Extracted information >>
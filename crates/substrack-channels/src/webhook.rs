//! Webhook channel: outbound HTTP call with a templated JSON body.
//!
//! Useful for integrating with external systems (Zapier, n8n, custom APIs).

use async_trait::async_trait;
use reqwest::header::{CONTENT_TYPE, HeaderMap, HeaderName, HeaderValue};
use reqwest::Method;
use substrack_core::config::{NotificationConfig, WebhookCredentials};
use substrack_core::error::{Result, SubsTrackError};
use substrack_core::time::format_instant;
use substrack_core::traits::NotifyChannel;
use substrack_core::types::{ChannelResult, ChannelValidation, NotificationOptions};

use crate::http::Reply;
use crate::template::{self, TemplateVars};

/// Webhook channel.
pub struct WebhookChannel {
    client: reqwest::Client,
}

impl WebhookChannel {
    pub fn new(client: reqwest::Client) -> Self {
        Self { client }
    }

    /// Render the request body. `None` for methods that carry no body.
    pub fn render_body(creds: &WebhookCredentials, options: &NotificationOptions) -> Result<Option<String>> {
        if matches!(creds.method.as_str(), "GET" | "HEAD") {
            return Ok(None);
        }
        let template = creds.template.as_deref().unwrap_or(template::DEFAULT_TEMPLATE);
        let timestamp = format_instant(options.timestamp);
        template::render(template, TemplateVars {
            title: &options.title,
            content: &options.content,
            timestamp: &timestamp,
        })
        .map(Some)
    }

    /// `Content-Type: application/json` overlaid with the configured headers.
    fn build_headers(creds: &WebhookCredentials) -> HeaderMap {
        let mut headers = HeaderMap::new();
        headers.insert(CONTENT_TYPE, HeaderValue::from_static("application/json"));

        let Some(raw) = &creds.headers else {
            return headers;
        };
        let custom: serde_json::Map<String, serde_json::Value> = match serde_json::from_str(raw) {
            Ok(map) => map,
            Err(e) => {
                tracing::warn!("Webhook headers are not a JSON object ({e}), using defaults");
                return headers;
            }
        };
        for (name, value) in custom {
            let value = match value {
                serde_json::Value::String(s) => s,
                other => other.to_string(),
            };
            match (HeaderName::from_bytes(name.as_bytes()), HeaderValue::from_str(&value)) {
                (Ok(name), Ok(value)) => {
                    headers.insert(name, value);
                }
                _ => tracing::warn!("Skipping invalid webhook header {name:?}"),
            }
        }
        headers
    }

    async fn deliver(&self, creds: &WebhookCredentials, options: &NotificationOptions) -> Result<ChannelResult> {
        let Some(url) = &creds.url else {
            return Err(SubsTrackError::channel("webhook url missing"));
        };
        let method = Method::from_bytes(creds.method.as_bytes())
            .map_err(|_| SubsTrackError::channel(format!("invalid webhook method {:?}", creds.method)))?;
        let body = Self::render_body(creds, options)?;

        let mut request = self.client.request(method, url).headers(Self::build_headers(creds));
        if let Some(body) = body {
            request = request.body(body);
        }

        let response = request.send().await
            .map_err(|e| SubsTrackError::Http(format!("Webhook request failed: {e}")))?;
        let reply = Reply::read(response).await?;
        let details = serde_json::json!({
            "status": reply.status.as_u16(),
            "body": reply.text,
        });

        if !reply.status.is_success() {
            tracing::warn!(status = reply.status.as_u16(), "Webhook send failed");
            return Ok(ChannelResult::failed(self.name(), format!("HTTP {}", reply.status.as_u16()))
                .with_details(details));
        }

        tracing::info!("🪝 Webhook sent: HTTP {}", reply.status.as_u16());
        Ok(ChannelResult::sent(self.name()).with_details(details))
    }
}

#[async_trait]
impl NotifyChannel for WebhookChannel {
    fn name(&self) -> &str { "webhook" }

    fn validate(&self, config: &NotificationConfig) -> ChannelValidation {
        ChannelValidation::require([("WEBHOOK_URL", config.webhook.url.as_deref())])
    }

    async fn send(&self, options: &NotificationOptions, config: &NotificationConfig) -> ChannelResult {
        let validation = self.validate(config);
        if !validation.is_valid {
            return ChannelResult::missing_config(self.name(), &validation);
        }

        match self.deliver(&config.webhook, options).await {
            Ok(result) => result,
            Err(e) => {
                tracing::error!("Webhook send error: {e}");
                ChannelResult::failed(self.name(), e.to_string())
            }
        }
    }
}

Directions >> Produce the records once again, exactly as they stand above.

Solution to the problem >>
filename crates/substrack-channels/src/webhook.rs
//! Webhook channel: outbound HTTP call with a templated JSON body.
//!
//! Useful for integrating with external systems (Zapier, n8n, custom APIs).

use async_trait::async_trait;
use reqwest::header::{CONTENT_TYPE, HeaderMap, HeaderName, HeaderValue};
use reqwest::Method;
use substrack_core::config::{NotificationConfig, WebhookCredentials};
use substrack_core::error::{Result, SubsTrackError};
use substrack_core::time::format_instant;
use substrack_core::traits::NotifyChannel;
use substrack_core::types::{ChannelResult, ChannelValidation, NotificationOptions};

use crate::http::Reply;
use crate::template::{self, TemplateVars};

/// Webhook channel.
pub struct WebhookChannel {
    client: reqwest::Client,
}

impl WebhookChannel {
    pub fn new(client: reqwest::Client) -> Self {
        Self { client }
    }

    /// Render the request body. `None` for methods that carry no body.
    pub fn render_body(creds: &WebhookCredentials, options: &NotificationOptions) -> Result<Option<String>> {
        if matches!(creds.method.as_str(), "GET" | "HEAD") {
            return Ok(None);
        }
        let template = creds.template.as_deref().unwrap_or(template::DEFAULT_TEMPLATE);
        let timestamp = format_instant(options.timestamp);
        template::render(template, TemplateVars {
            title: &options.title,
            content: &options.content,
            timestamp: &timestamp,
        })
        .map(Some)
    }

    /// `Content-Type: application/json` overlaid with the configured headers.
    fn build_headers(creds: &WebhookCredentials) -> HeaderMap {
        let mut headers = HeaderMap::new();
        headers.insert(CONTENT_TYPE, HeaderValue::from_static("application/json"));

        let Some(raw) = &creds.headers else {
            return headers;
        };
        let custom: serde_json::Map<String, serde_json::Value> = match serde_json::from_str(raw) {
            Ok(map) => map,
            Err(e) => {
                tracing::warn!("Webhook headers are not a JSON object ({e}), using defaults");
                return headers;
            }
        };
        for (name, value) in custom {
            let value = match value {
                serde_json::Value::String(s) => s,
                other => other.to_string(),
            };
            match (HeaderName::from_bytes(name.as_bytes()), HeaderValue::from_str(&value)) {
                (Ok(name), Ok(value)) => {
                    headers.insert(name, value);
                }
                _ => tracing::warn!("Skipping invalid webhook header {name:?}"),
            }
        }
        headers
    }

    async fn deliver(&self, creds: &WebhookCredentials, options: &NotificationOptions) -> Result<ChannelResult> {
        let Some(url) = &creds.url else {
            return Err(SubsTrackError::channel("webhook url missing"));
        };
        let method = Method::from_bytes(creds.method.as_bytes())
            .map_err(|_| SubsTrackError::channel(format!("invalid webhook method {:?}", creds.method)))?;
        let body = Self::render_body(creds, options)?;

        let mut request = self.client.request(method, url).headers(Self::build_headers(creds));
        if let Some(body) = body {
            request = request.body(body);
        }

        let response = request.send().await
            .map_err(|e| SubsTrackError::Http(format!("Webhook request failed: {e}")))?;
        let reply = Reply::read(response).await?;
        let details = serde_json::json!({
            "status": reply.status.as_u16(),
            "body": reply.text,
        });

        if !reply.status.is_success() {
            tracing::warn!(status = reply.status.as_u16(), "Webhook send failed");
            return Ok(ChannelResult::failed(self.name(), format!("HTTP {}", reply.status.as_u16()))
                .with_details(details));
        }

        tracing::info!("🪝 Webhook sent: HTTP {}", reply.status.as_u16());
        Ok(ChannelResult::sent(self.name()).with_details(details))
    }
}

#[async_trait]
impl NotifyChannel for WebhookChannel {
    fn name(&self) -> &str { "webhook" }

    fn validate(&self, config: &NotificationConfig) -> ChannelValidation {
        ChannelValidation::require([("WEBHOOK_URL", config.webhook.url.as_deref())])
    }

    async fn send(&self, options: &NotificationOptions, config: &NotificationConfig) -> ChannelResult {
        let validation = self.validate(config);
        if !validation.is_valid {
            return ChannelResult::missing_config(self.name(), &validation);
        }

        match self.deliver(&config.webhook, options).await {
            Ok(result) => result,
            Err(e) => {
                tracing::error!("Webhook send error: {e}");
                ChannelResult::failed(self.name(), e.to_string())
            }
        }
    }
}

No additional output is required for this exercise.